----- DATA FOR PROCESSING -----
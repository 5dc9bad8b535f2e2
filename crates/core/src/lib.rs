//! Selune Core: bytecode and function-prototype foundation
//!
//! This crate holds everything the compiler and the runtime must agree on
//! without either depending on the other's internals:
//!
//! - `opcode`: the 32-bit instruction word, field encoding, and the
//!   47-opcode table with per-opcode format metadata
//! - `proto`: the compiler-output function shape (`ProtoDesc`) with its
//!   constant pool, upvalue descriptors, and debug records
//! - `numeric`: string↔number conversions shared by the lexer and the
//!   runtime's coercion rules
//! - `chunk`: the bit-exact binary chunk writer/reader (`dump`/`undump`)
//! - `limits`: stack, register, and nesting bounds
//!
//! No heap, no I/O, no interpreter state lives here.

pub mod chunk;
pub mod limits;
pub mod numeric;
pub mod opcode;
pub mod proto;

pub use chunk::{ChunkError, dump_chunk, undump_chunk};
pub use opcode::{Instruction, OpCode, OpMode};
pub use proto::{Constant, LocVar, ProtoDesc, UpvalDesc};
-----
** TASK DETAILS **
All lines above containing the string "chunk" are to be collected.

** EXPECTED ANSWER **
//! - `chunk`: the bit-exact binary chunk writer/reader (`dump`/`undump`)
pub mod chunk;
pub use chunk::{ChunkError, dump_chunk, undump_chunk};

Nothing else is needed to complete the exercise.